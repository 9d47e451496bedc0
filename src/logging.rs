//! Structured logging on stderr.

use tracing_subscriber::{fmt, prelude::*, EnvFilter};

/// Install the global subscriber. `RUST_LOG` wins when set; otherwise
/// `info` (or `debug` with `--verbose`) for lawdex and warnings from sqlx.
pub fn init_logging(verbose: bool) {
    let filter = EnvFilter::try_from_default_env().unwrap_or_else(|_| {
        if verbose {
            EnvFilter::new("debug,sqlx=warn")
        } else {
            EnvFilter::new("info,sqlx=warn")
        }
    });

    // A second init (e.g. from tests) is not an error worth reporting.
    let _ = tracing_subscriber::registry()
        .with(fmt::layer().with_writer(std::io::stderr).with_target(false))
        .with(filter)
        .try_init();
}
■ ■ ■
» **Action item**
Which lines of the material contain the string "info"? List each of them.

» **Written solution**
/// `info` (or `debug` with `--verbose`) for lawdex and warnings from sqlx.
            EnvFilter::new("info,sqlx=warn")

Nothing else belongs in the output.